“Arrival” is not your typical sci-fi/alien movie and, in many ways, is not what mainstream audiences have come to expect. There’s little in the way of pyrotechnics, and no violent human or alien deaths. The dialogue is spare and precise, and it contains an above-average level of math and linguistics jargon. A full third of the film has nothing whatsoever to do with sci-fi in any context, and at least half of the story could rightfully be considered a mystery thriller.
The Easton FactorWithout warning and seemingly without reason, 12 identical skyscraper-length spacecraft, shaped like halved eggs, standing upright and colored charcoal grey, arrive on Earth and hover just feet above the surface in locations with infrequent lightning that also happen to be places where an unnamed Sheena Easton song topped the charts in the ‘80s. Whether or not you find that last tidbit funny or ironic will likely be a bellwether of your overall opinion of the movie.

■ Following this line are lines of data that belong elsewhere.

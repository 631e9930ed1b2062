//! Incremental indexing: reconcile a notes directory against the store and
//! embed whatever changed.
//!
//! A reconcile pass enumerates note files, removes documents whose files are
//! gone, reindexes files that are new or whose mtime moved past the recorded
//! one, and hands the accumulated chunk texts to the embedding batcher in
//! one call. Unchanged files are skipped entirely — no read, no chunking,
//! no provider call. Any per-file error aborts the whole pass.

use std::collections::{HashMap, HashSet};
use std::path::{Path, PathBuf};
use std::sync::Arc;
use std::time::{SystemTime, UNIX_EPOCH};

use anyhow::{Context, Result, bail};
use chrono::Utc;
use ignore::WalkBuilder;
use tracing::debug;

use notevec_context::{chunk_markdown, extract_title};
use notevec_embed::{EmbeddingProvider, InputPurpose};

use crate::storage::{Document, NoteIndex};

/// Chunks per embedding request.
pub const EMBED_BATCH_SIZE: usize = 96;

/// A chunk that has been persisted but not yet embedded.
#[derive(Debug, Clone)]
pub struct PendingEmbedding {
    pub chunk_id: i64,
    pub text: String,
}

/// Side-channel progress report. Purely informational.
#[derive(Debug, Clone, Default)]
pub struct Progress {
    pub current: usize,
    pub total: usize,
    pub path: Option<String>,
    pub message: String,
}

impl Progress {
    fn message(message: impl Into<String>) -> Self {
        Self {
            message: message.into(),
            ..Self::default()
        }
    }
}

pub type ProgressFn = dyn Fn(Progress) + Send + Sync;

fn report(progress: Option<&ProgressFn>, update: Progress) {
    if let Some(callback) = progress {
        callback(update);
    }
}

/// Drives chunking, storage, and the embedding batcher for one notes tree.
pub struct Indexer {
    store: NoteIndex,
    embedder: Arc<dyn EmbeddingProvider>,
    root: PathBuf,
}

impl Indexer {
    pub fn new(store: NoteIndex, embedder: Arc<dyn EmbeddingProvider>, root: PathBuf) -> Self {
        Self {
            store,
            embedder,
            root,
        }
    }

    pub fn root(&self) -> &Path {
        &self.root
    }

    pub fn store(&self) -> &NoteIndex {
        &self.store
    }

    /// Reconcile the tree and embed the resulting pending chunks.
    pub async fn index(&self, full_reindex: bool, progress: Option<&ProgressFn>) -> Result<()> {
        let pending = self.reconcile(full_reindex, progress).await?;
        self.embed_pending(&pending, progress).await
    }

    /// Reconcile the tree against the store, returning the chunks that still
    /// need embeddings. Deletions are applied immediately; file contents are
    /// only read for files that need reindexing.
    pub async fn reconcile(
        &self,
        full_reindex: bool,
        progress: Option<&ProgressFn>,
    ) -> Result<Vec<PendingEmbedding>> {
        let files = self.collect_note_files()?;
        let existing = self
            .store
            .get_all_documents()
            .await
            .context("failed to load indexed documents")?;
        let existing_by_path: HashMap<&str, &Document> =
            existing.iter().map(|doc| (doc.path.as_str(), doc)).collect();
        let current_paths: HashSet<&str> = files.iter().map(String::as_str).collect();

        for doc in &existing {
            if !current_paths.contains(doc.path.as_str()) {
                report(
                    progress,
                    Progress::message(format!("removing deleted: {}", doc.path)),
                );
                self.store
                    .delete_document(&doc.path)
                    .await
                    .with_context(|| format!("failed to delete document {}", doc.path))?;
            }
        }

        let mut to_index = Vec::new();
        for (i, rel) in files.iter().enumerate() {
            report(
                progress,
                Progress {
                    current: i + 1,
                    total: files.len(),
                    path: Some(rel.clone()),
                    message: "checking files".to_string(),
                },
            );
            if self
                .needs_reindex(rel, full_reindex, existing_by_path.get(rel.as_str()).copied())
                .await?
            {
                to_index.push(rel.clone());
            }
        }

        if to_index.is_empty() {
            report(progress, Progress::message("index is up to date"));
            return Ok(Vec::new());
        }

        let mut pending = Vec::new();
        let total = to_index.len();
        for (i, rel) in to_index.iter().enumerate() {
            report(
                progress,
                Progress {
                    current: i + 1,
                    total,
                    path: Some(rel.clone()),
                    message: format!("parsing {rel}"),
                },
            );
            pending.extend(self.parse_note(rel).await?);
        }

        if pending.is_empty() {
            report(progress, Progress::message("no chunks to embed"));
        }
        Ok(pending)
    }

    /// Reindex one note and embed its chunks. Used by the watcher.
    pub async fn reindex_file(&self, rel: &str) -> Result<()> {
        let pending = self.parse_note(rel).await?;
        self.embed_pending(&pending, None).await
    }

    /// Embed pending chunks in fixed-size batches, one provider call at a
    /// time. A failing batch aborts the call; earlier batches stay committed.
    pub async fn embed_pending(
        &self,
        pending: &[PendingEmbedding],
        progress: Option<&ProgressFn>,
    ) -> Result<()> {
        if pending.is_empty() {
            return Ok(());
        }

        let total_batches = pending.len().div_ceil(EMBED_BATCH_SIZE);
        for (batch_idx, batch) in pending.chunks(EMBED_BATCH_SIZE).enumerate() {
            let batch_no = batch_idx + 1;
            report(
                progress,
                Progress {
                    current: batch_no,
                    total: total_batches,
                    path: None,
                    message: format!(
                        "embedding batch {batch_no}/{total_batches} ({} chunks)",
                        batch.len()
                    ),
                },
            );

            let texts: Vec<String> = batch.iter().map(|unit| unit.text.clone()).collect();
            let vectors = self
                .embedder
                .embed(&texts, InputPurpose::Document)
                .await
                .with_context(|| format!("failed to generate embeddings for batch {batch_no}"))?;
            if vectors.len() != batch.len() {
                bail!(
                    "embedding provider returned {} vectors for a batch of {} (batch {batch_no})",
                    vectors.len(),
                    batch.len()
                );
            }

            for (unit, vector) in batch.iter().zip(&vectors) {
                self.store
                    .insert_embedding(unit.chunk_id, vector)
                    .await
                    .with_context(|| {
                        format!(
                            "failed to store embedding for chunk {} (batch {batch_no})",
                            unit.chunk_id
                        )
                    })?;
            }
        }

        Ok(())
    }

    /// Parse one note: upsert its document, replace its chunks, and return
    /// the chunks awaiting embeddings.
    async fn parse_note(&self, rel: &str) -> Result<Vec<PendingEmbedding>> {
        let abs = self.root.join(rel);
        let metadata = tokio::fs::metadata(&abs)
            .await
            .with_context(|| format!("failed to stat {rel}"))?;
        let modified_at = epoch_seconds(
            metadata
                .modified()
                .with_context(|| format!("no modification time for {rel}"))?,
        )?;
        let content = tokio::fs::read_to_string(&abs)
            .await
            .with_context(|| format!("failed to read {rel}"))?;

        let title = extract_title(&content, rel);
        let doc_id = self
            .store
            .upsert_document(rel, &title, modified_at, Utc::now().timestamp())
            .await
            .with_context(|| format!("failed to upsert document {rel}"))?;
        self.store
            .delete_chunks_for_document(doc_id)
            .await
            .with_context(|| format!("failed to clear old chunks for {rel}"))?;

        let chunks = chunk_markdown(&content);
        debug!(path = rel, chunks = chunks.len(), "chunked note");

        let mut pending = Vec::with_capacity(chunks.len());
        for chunk in &chunks {
            let chunk_id = self
                .store
                .insert_chunk(doc_id, chunk)
                .await
                .with_context(|| format!("failed to insert chunk for {rel}"))?;
            pending.push(PendingEmbedding {
                chunk_id,
                text: chunk.content.clone(),
            });
        }

        Ok(pending)
    }

    async fn needs_reindex(
        &self,
        rel: &str,
        full_reindex: bool,
        existing: Option<&Document>,
    ) -> Result<bool> {
        if full_reindex {
            return Ok(true);
        }
        let Some(doc) = existing else {
            return Ok(true);
        };

        let metadata = tokio::fs::metadata(self.root.join(rel))
            .await
            .with_context(|| format!("failed to stat {rel}"))?;
        let modified_at = epoch_seconds(
            metadata
                .modified()
                .with_context(|| format!("no modification time for {rel}"))?,
        )?;
        Ok(modified_at > doc.modified_at)
    }

    /// Enumerate note files under the root, relative paths, hidden
    /// directories and their subtrees skipped.
    fn collect_note_files(&self) -> Result<Vec<String>> {
        let mut files = Vec::new();
        let walker = WalkBuilder::new(&self.root)
            .ignore(false)
            .git_ignore(false)
            .git_global(false)
            .git_exclude(false)
            .parents(false)
            .sort_by_file_name(|a: &std::ffi::OsStr, b: &std::ffi::OsStr| a.cmp(b))
            .build();

        for entry in walker {
            let entry =
                entry.with_context(|| format!("failed to walk {}", self.root.display()))?;
            if !entry.file_type().is_some_and(|t| t.is_file()) {
                continue;
            }
            if !is_note_file(entry.path()) {
                continue;
            }
            let rel = entry.path().strip_prefix(&self.root).unwrap_or(entry.path());
            files.push(rel.to_string_lossy().into_owned());
        }

        Ok(files)
    }
}

pub(crate) fn is_note_file(path: &Path) -> bool {
    path.extension()
        .and_then(|ext| ext.to_str())
        .is_some_and(|ext| ext.eq_ignore_ascii_case("md"))
}

fn epoch_seconds(time: SystemTime) -> Result<i64> {
    Ok(time
        .duration_since(UNIX_EPOCH)
        .context("modification time predates the epoch")?
        .as_secs() as i64)
}

#[cfg(test)]
mod tests {
    use super::*;

    #[test]
    fn note_file_extension_is_case_insensitive() {
        assert!(is_note_file(Path::new("a.md")));
        assert!(is_note_file(Path::new("b.MD")));
        assert!(!is_note_file(Path::new("c.txt")));
        assert!(!is_note_file(Path::new("md")));
    }
}
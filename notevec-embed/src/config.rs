//! Configuration for the HTTP provider client.

use std::time::Duration;

pub const DEFAULT_EMBED_MODEL: &str = "embed-v4.0";
pub const DEFAULT_RERANK_MODEL: &str = "rerank-v3.5";
pub const DEFAULT_EMBED_DIM: usize = 1024;
pub const DEFAULT_BASE_URL: &str = "https://api.cohere.com";
pub const DEFAULT_TIMEOUT: Duration = Duration::from_secs(60);

/// Settings for a [`CohereClient`](crate::CohereClient).
///
/// The base URL is configurable so tests can point the client at a local
/// mock server; everything else defaults to the production models.
#[derive(Debug, Clone)]
pub struct ProviderConfig {
    pub api_key: String,
    pub embed_model: String,
    pub rerank_model: String,
    pub embed_dim: usize,
    pub base_url: String,
    pub timeout: Duration,
}

impl ProviderConfig {
    pub fn new(api_key: impl Into<String>) -> Self {
        Self {
            api_key: api_key.into(),
            embed_model: DEFAULT_EMBED_MODEL.to_string(),
            rerank_model: DEFAULT_RERANK_MODEL.to_string(),
            embed_dim: DEFAULT_EMBED_DIM,
            base_url: DEFAULT_BASE_URL.to_string(),
            timeout: DEFAULT_TIMEOUT,
        }
    }

    pub fn with_embed_model(mut self, model: impl Into<String>) -> Self {
        self.embed_model = model.into();
        self
    }

    pub fn with_rerank_model(mut self, model: impl Into<String>) -> Self {
        self.rerank_model = model.into();
        self
    }

    pub fn with_embed_dim(mut self, dim: usize) -> Self {
        self.embed_dim = dim;
        self
    }

    pub fn with_base_url(mut self, base_url: impl Into<String>) -> Self {
        self.base_url = base_url.into();
        self
    }

    pub fn with_timeout(mut self, timeout: Duration) -> Self {
        self.timeout = timeout;
        self
    }
}

#[cfg(test)]
mod tests {
    use super::*;

    #[test]
    fn defaults_cover_production_models() {
        let config = ProviderConfig::new("key");
        assert_eq!(config.embed_model, "embed-v4.0");
        assert_eq!(config.rerank_model, "rerank-v3.5");
        assert_eq!(config.embed_dim, 1024);
        assert_eq!(config.base_url, "https://api.cohere.com");
    }

    #[test]
    fn builder_methods_override() {
        let config = ProviderConfig::new("key")
            .with_embed_dim(256)
            .with_base_url("http://localhost:9999");
        assert_eq!(config.embed_dim, 256);
        assert_eq!(config.base_url, "http://localhost:9999");
    }
}
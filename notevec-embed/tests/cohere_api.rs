//! HTTP contract tests for the Cohere client against a local mock server.

use std::time::Duration;

use notevec_embed::{
    CohereClient, EmbeddingProvider, InputPurpose, ProviderConfig, ProviderError, RerankProvider,
};
use serde_json::json;
use wiremock::matchers::{body_partial_json, header, method, path};
use wiremock::{Mock, MockServer, ResponseTemplate};

fn client_for(server: &MockServer, dim: usize) -> CohereClient {
    let config = ProviderConfig::new("test-key")
        .with_base_url(server.uri())
        .with_embed_dim(dim)
        .with_timeout(Duration::from_secs(5));
    CohereClient::new(config).expect("client builds")
}

#[tokio::test]
async fn embed_sends_document_purpose_and_parses_vectors() {
    let server = MockServer::start().await;

    Mock::given(method("POST"))
        .and(path("/v2/embed"))
        .and(header("authorization", "Bearer test-key"))
        .and(body_partial_json(json!({
            "input_type": "search_document",
            "embedding_types": ["float"],
            "output_dimension": 3,
        })))
        .respond_with(ResponseTemplate::new(200).set_body_json(json!({
            "embeddings": { "float": [[0.1, 0.2, 0.3], [0.4, 0.5, 0.6]] }
        })))
        .expect(1)
        .mount(&server)
        .await;

    let client = client_for(&server, 3);
    let texts = vec!["first passage".to_string(), "second passage".to_string()];
    let vectors = client
        .embed(&texts, InputPurpose::Document)
        .await
        .expect("embed succeeds");

    assert_eq!(vectors.len(), 2);
    assert_eq!(vectors[0], vec![0.1, 0.2, 0.3]);
    assert_eq!(vectors[1], vec![0.4, 0.5, 0.6]);
}

#[tokio::test]
async fn embed_sends_query_purpose_for_queries() {
    let server = MockServer::start().await;

    Mock::given(method("POST"))
        .and(path("/v2/embed"))
        .and(body_partial_json(json!({ "input_type": "search_query" })))
        .respond_with(ResponseTemplate::new(200).set_body_json(json!({
            "embeddings": { "float": [[1.0, 0.0, 0.0]] }
        })))
        .expect(1)
        .mount(&server)
        .await;

    let client = client_for(&server, 3);
    let vectors = client
        .embed(&["what did I plant".to_string()], InputPurpose::Query)
        .await
        .expect("embed succeeds");
    assert_eq!(vectors.len(), 1);
}

#[tokio::test]
async fn embed_maps_missing_vectors_to_empty_response() {
    let server = MockServer::start().await;

    Mock::given(method("POST"))
        .and(path("/v2/embed"))
        .respond_with(ResponseTemplate::new(200).set_body_json(json!({ "embeddings": {} })))
        .mount(&server)
        .await;

    let client = client_for(&server, 3);
    let err = client
        .embed(&["text".to_string()], InputPurpose::Document)
        .await
        .expect_err("should fail");
    assert!(matches!(err, ProviderError::EmptyResponse));
}

#[tokio::test]
async fn embed_surfaces_api_errors_with_status() {
    let server = MockServer::start().await;

    Mock::given(method("POST"))
        .and(path("/v2/embed"))
        .respond_with(ResponseTemplate::new(401).set_body_string("invalid api token"))
        .mount(&server)
        .await;

    let client = client_for(&server, 3);
    let err = client
        .embed(&["text".to_string()], InputPurpose::Document)
        .await
        .expect_err("should fail");
    match err {
        ProviderError::Api { status, message, .. } => {
            assert_eq!(status.as_u16(), 401);
            assert!(message.contains("invalid api token"));
        }
        other => panic!("expected Api error, got {other:?}"),
    }
}

#[tokio::test]
async fn embed_skips_request_for_empty_input() {
    let server = MockServer::start().await;
    // No mock mounted: any request would 404 and fail the call.
    let client = client_for(&server, 3);
    let vectors = client
        .embed(&[], InputPurpose::Document)
        .await
        .expect("empty input is a no-op");
    assert!(vectors.is_empty());
}

#[tokio::test]
async fn rerank_parses_indices_and_scores() {
    let server = MockServer::start().await;

    Mock::given(method("POST"))
        .and(path("/v2/rerank"))
        .and(body_partial_json(json!({ "query": "bread", "top_n": 2 })))
        .respond_with(ResponseTemplate::new(200).set_body_json(json!({
            "results": [
                { "index": 2, "relevance_score": 0.9 },
                { "index": 0, "relevance_score": 0.5 }
            ]
        })))
        .expect(1)
        .mount(&server)
        .await;

    let client = client_for(&server, 3);
    let documents = vec!["a".to_string(), "b".to_string(), "c".to_string()];
    let ranked = client
        .rerank("bread", &documents, 2)
        .await
        .expect("rerank succeeds");

    assert_eq!(ranked.len(), 2);
    assert_eq!(ranked[0].index, 2);
    assert!((ranked[0].relevance_score - 0.9).abs() < 1e-9);
    assert_eq!(ranked[1].index, 0);
}

#[tokio::test]
async fn validate_key_reports_auth_failure() {
    let server = MockServer::start().await;

    Mock::given(method("GET"))
        .and(path("/v1/models"))
        .respond_with(ResponseTemplate::new(403).set_body_string("forbidden"))
        .mount(&server)
        .await;

    let client = client_for(&server, 3);
    let err = client.validate_key().await.expect_err("should fail");
    assert!(matches!(err, ProviderError::Api { .. }));
}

An internationally recognized linguistics expert, Dr. Louise Banks (Amy Adams), is called on by Army Colonel G.T. Weber (Forest Whitaker) to go to Montana, where one of the ships is parked, in an effort to figure out a way to communicate with the inhabitants of the ship. Also present is physicist Ian Donnelly (Jeremy Renner), whose opinions often clash with Banks, the principal reason why Weber included both of them.
Setting the mood early on and sticking with it, French-Canadian director Denis Villeneuve and screenwriter Eric Heiserrer divvy out the narrative into small exacting portions, with one notable exception. Preceding the alien arrival is an ultra-economical passage where single mother Louise gives birth to her daughter Hannah, enjoys good times and bad, and ultimately watches her die. This all takes place in the space of the opening credits and presents a stark contrast to the remainder.
The time spent in the build-up to, and interaction with, the aliens will frustrate many as it is done in multiple visits with next to no action unless you consider something written on an erasable ink board exciting. Roughly 45 minutes of the movie takes place inside the ship with Ms. Adams providing almost all of the sparse dialogue yet conveying volumes of emotion with her azure orbs and inquisitive, childlike facial expressions.
Never raising her delivery above “indoor voice” levels, Ms. Adams is charged with playing a character who keeps her cards close to the vest, and avoids emotional extremes, yet still must display urgency, pain, hope, optimism, and unflappable determination. Although Ms. Adams failed to secure an Academy Award nomination for her work, she did receive the far more prestigious National Board of Review Award.
In the Company of MastersWith “Arrival,” Mr. Villeneuve has hit full stride with a film that contains elements of Alfred Hitchcock, Stanley Kubrick, and Steven Spielberg, via influence rather than imitation or tacky aping. He is his own man, yet recognizes the genius that preceded his creative journey.
Mr. Villeneuve was obviously doing something right. Before principal photography was even finished on “Arrival,” producer Ridley Scott hired him to direct the long-awaited sequel to “Blade Runner” (“Blade Runner 2049”), which many (myself included) felt was better than the first installment.
Upon release, bloggers and Internet trolls labeled “Arrival” as recycled “Interstellar,” which was completely inaccurate. If comparisons must be drawn, it should be with “2001: A Space Odyssey,” “Close Encounters of the Third Kind,” John Carpenter’s “Starman” and the unfairly maligned “Contact” by Robert Zemeckis, another film tying together language and mathematics.
“Arrival” reaches its emotional and narrative crescendo in the final 15 minutes, when all of the loose ends are tied together, and what might have first appeared to be fuzzy becomes crystal clear.